One step schlep for bike taxi drivers to get business finance
African FinTech startup ImaliPay, has closed a seed funding round for $3 million to cater for the booming ‘gig economy’ in the continent. Founded in late 2020 in Nigeria, the company’s service is described by African Business Communities (ABC) as a pioneer for giving eRide-hailable drivers and gig workers unprecedented access to working capital. The lack of financial liquidity among gig workers has been identified as a constraint on business growth, since the lack of credit facilities stymies even the most basic business deals. According to ABC the banks have neglected huge swathes of the population and held back the development of economies across the continent.

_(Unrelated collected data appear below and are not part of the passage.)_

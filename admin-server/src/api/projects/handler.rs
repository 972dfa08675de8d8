//! Project API Handlers

use axum::{
    Json,
    extract::{Path, Query, State},
};
use serde::Deserialize;
use shared::ApiResponse;
use shared::models::{
    Branch, BranchCreate, BranchUpdate, CodeReview, CodeReviewCreate, CodeReviewUpdate, Milestone,
    MilestoneCreate, MilestoneUpdate, Project, ProjectCreate, ProjectUpdate,
};

use crate::core::AppState;
use crate::projects::{ProjectDashboard, ProjectStatistics, service, statistics};
use crate::utils::AppResult;

/// 依赖项目的资源的列表查询参数
#[derive(Debug, Deserialize)]
#[serde(rename_all = "camelCase")]
pub struct ProjectScopeQuery {
    pub project_id: Option<String>,
}

// ==================== 项目 ====================

/// GET /api/projects/projects - 项目列表
pub async fn list_projects(State(state): State<AppState>) -> AppResult<ApiResponse<Vec<Project>>> {
    Ok(ApiResponse::ok(service::list_projects(&state.db).await))
}

/// GET /api/projects/projects/{id} - 单个项目
pub async fn get_project(
    State(state): State<AppState>,
    Path(id): Path<String>,
) -> AppResult<ApiResponse<Project>> {
    Ok(ApiResponse::ok(service::get_project(&state.db, &id).await?))
}

/// POST /api/projects/projects - 创建项目
pub async fn create_project(
    State(state): State<AppState>,
    Json(payload): Json<ProjectCreate>,
) -> AppResult<ApiResponse<Project>> {
    let project = service::create_project(&state.db, payload).await?;
    Ok(ApiResponse::ok_with_message(project, "Project created"))
}

/// PUT /api/projects/projects/{id} - 更新项目
pub async fn update_project(
    State(state): State<AppState>,
    Path(id): Path<String>,
    Json(payload): Json<ProjectUpdate>,
) -> AppResult<ApiResponse<Project>> {
    let project = service::update_project(&state.db, &id, payload).await?;
    Ok(ApiResponse::ok_with_message(project, "Project updated"))
}

/// DELETE /api/projects/projects/{id} - 删除项目 (级联清理依赖数据)
pub async fn delete_project(
    State(state): State<AppState>,
    Path(id): Path<String>,
) -> AppResult<ApiResponse<()>> {
    service::delete_project(&state.db, &id).await?;
    Ok(ApiResponse::message("Project deleted"))
}

// ==================== 里程碑 ====================

/// GET /api/projects/milestones - 里程碑列表 (?projectId= 过滤)
pub async fn list_milestones(
    State(state): State<AppState>,
    Query(query): Query<ProjectScopeQuery>,
) -> AppResult<ApiResponse<Vec<Milestone>>> {
    Ok(ApiResponse::ok(
        service::list_milestones(&state.db, query.project_id.as_deref()).await,
    ))
}

/// POST /api/projects/milestones - 创建里程碑
pub async fn create_milestone(
    State(state): State<AppState>,
    Json(payload): Json<MilestoneCreate>,
) -> AppResult<ApiResponse<Milestone>> {
    let milestone = service::create_milestone(&state.db, payload).await?;
    Ok(ApiResponse::ok_with_message(milestone, "Milestone created"))
}

/// PUT /api/projects/milestones/{id} - 更新里程碑
pub async fn update_milestone(
    State(state): State<AppState>,
    Path(id): Path<String>,
    Json(payload): Json<MilestoneUpdate>,
) -> AppResult<ApiResponse<Milestone>> {
    let milestone = service::update_milestone(&state.db, &id, payload).await?;
    Ok(ApiResponse::ok_with_message(milestone, "Milestone updated"))
}

/// DELETE /api/projects/milestones/{id} - 删除里程碑
pub async fn delete_milestone(
    State(state): State<AppState>,
    Path(id): Path<String>,
) -> AppResult<ApiResponse<()>> {
    service::delete_milestone(&state.db, &id).await?;
    Ok(ApiResponse::message("Milestone deleted"))
}

// ==================== 代码审查 ====================

/// GET /api/projects/code-reviews - 审查列表 (?projectId= 过滤)
pub async fn list_code_reviews(
    State(state): State<AppState>,
    Query(query): Query<ProjectScopeQuery>,
) -> AppResult<ApiResponse<Vec<CodeReview>>> {
    Ok(ApiResponse::ok(
        service::list_code_reviews(&state.db, query.project_id.as_deref()).await,
    ))
}

/// GET /api/projects/code-reviews/{id} - 单个审查
pub async fn get_code_review(
    State(state): State<AppState>,
    Path(id): Path<String>,
) -> AppResult<ApiResponse<CodeReview>> {
    Ok(ApiResponse::ok(
        service::get_code_review(&state.db, &id).await?,
    ))
}

/// POST /api/projects/code-reviews - 创建审查
pub async fn create_code_review(
    State(state): State<AppState>,
    Json(payload): Json<CodeReviewCreate>,
) -> AppResult<ApiResponse<CodeReview>> {
    let review = service::create_code_review(&state.db, payload).await?;
    Ok(ApiResponse::ok_with_message(review, "Code review created"))
}

/// PUT /api/projects/code-reviews/{id} - 更新审查
pub async fn update_code_review(
    State(state): State<AppState>,
    Path(id): Path<String>,
    Json(payload): Json<CodeReviewUpdate>,
) -> AppResult<ApiResponse<CodeReview>> {
    let review = service::update_code_review(&state.db, &id, payload).await?;
    Ok(ApiResponse::ok_with_message(review, "Code review updated"))
}

/// DELETE /api/projects/code-reviews/{id} - 删除审查
pub async fn delete_code_review(
    State(state): State<AppState>,
    Path(id): Path<String>,
) -> AppResult<ApiResponse<()>> {
    service::delete_code_review(&state.db, &id).await?;
    Ok(ApiResponse::message("Code review deleted"))
}

// ==================== 分支 ====================

/// GET /api/projects/branches - 分支列表 (?projectId= 过滤)
pub async fn list_branches(
    State(state): State<AppState>,
    Query(query): Query<ProjectScopeQuery>,
) -> AppResult<ApiResponse<Vec<Branch>>> {
    Ok(ApiResponse::ok(
        service::list_branches(&state.db, query.project_id.as_deref()).await,
    ))
}

/// POST /api/projects/branches - 创建分支
pub async fn create_branch(
    State(state): State<AppState>,
    Json(payload): Json<BranchCreate>,
) -> AppResult<ApiResponse<Branch>> {
    let branch = service::create_branch(&state.db, payload).await?;
    Ok(ApiResponse::ok_with_message(branch, "Branch created"))
}

/// PUT /api/projects/branches/{id} - 更新分支
pub async fn update_branch(
    State(state): State<AppState>,
    Path(id): Path<String>,
    Json(payload): Json<BranchUpdate>,
) -> AppResult<ApiResponse<Branch>> {
    let branch = service::update_branch(&state.db, &id, payload).await?;
    Ok(ApiResponse::ok_with_message(branch, "Branch updated"))
}

/// DELETE /api/projects/branches/{id} - 删除分支
pub async fn delete_branch(
    State(state): State<AppState>,
    Path(id): Path<String>,
) -> AppResult<ApiResponse<()>> {
    service::delete_branch(&state.db, &id).await?;
    Ok(ApiResponse::message("Branch deleted"))
}

// ==================== 统计 ====================

/// GET /api/projects/statistics - 项目统计
pub async fn project_statistics(
    State(state): State<AppState>,
) -> AppResult<ApiResponse<ProjectStatistics>> {
    Ok(ApiResponse::ok(statistics::statistics(&state.db).await))
}

/// GET /api/projects/dashboard - 开发仪表板
pub async fn project_dashboard(
    State(state): State<AppState>,
) -> AppResult<ApiResponse<ProjectDashboard>> {
    Ok(ApiResponse::ok(statistics::dashboard(&state.db).await))
}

In transport industry terms the new service offers financial services as a ‘one-step-schlep’, a route to everything they need. The empowering system comprises a single channel, including an application programming interface (API) for gig workers and platforms, letting them power their gigs with services like buy now, pay later (BNPL), insurance and savings.

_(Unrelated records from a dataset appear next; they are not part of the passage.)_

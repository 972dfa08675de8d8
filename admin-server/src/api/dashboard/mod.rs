//! Dashboard API Module

mod handler;

use axum::{Router, routing::get, routing::put};

use crate::core::AppState;

/// Dashboard router
pub fn router() -> Router<AppState> {
    Router::new().nest("/api/dashboard", routes())
}

fn routes() -> Router<AppState> {
    Router::new()
        .route("/statistics", get(handler::statistics))
        .route("/applications", get(handler::list_applications))
        .route(
            "/applications/{id}/status",
            put(handler::update_application_status),
        )
        .route("/overview", get(handler::overview))
}
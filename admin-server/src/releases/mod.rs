//! 版本与部署跟踪子系统

pub mod service;

pub use service::{DeploymentFilters, ReleaseFilters};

The African gig economy is likely to have over 80 million workers by 2030, said ABC. ImaliPay ran a pilot in Nigeria which found out that motorcycle taxi riders on Safeboda were interested in the services, even when they had existing accounts with several Nigerian banks. According to ABC’s sources, the ImaliPay platform has filled a gap and allowed for more gig workers to improve their finances.
“Our drive to start and keep ImaliPay soaring is firmly rooted in the impact we would like to make in fostering financial security in the gig economy, serving the underbanked and walking them through a tailored journey of financial inclusion,” said ImaliPay co-founder and CEO Tatenda Furusa. “Having strong partners and investors around the table is a show of good faith that we are building key services for the future of work.”
James Allum, Payoneer’s senior VP and regional head of Europe spoke of an exciting “ripple effect” at many local business events as it becomes apparent that digital firms are stepping to solve business problems and smooth out the kinks in the supply chain. Commerce tech providers can be “change agents” and shift the ways people get their funds and services, adding new efficiencies, said ABC.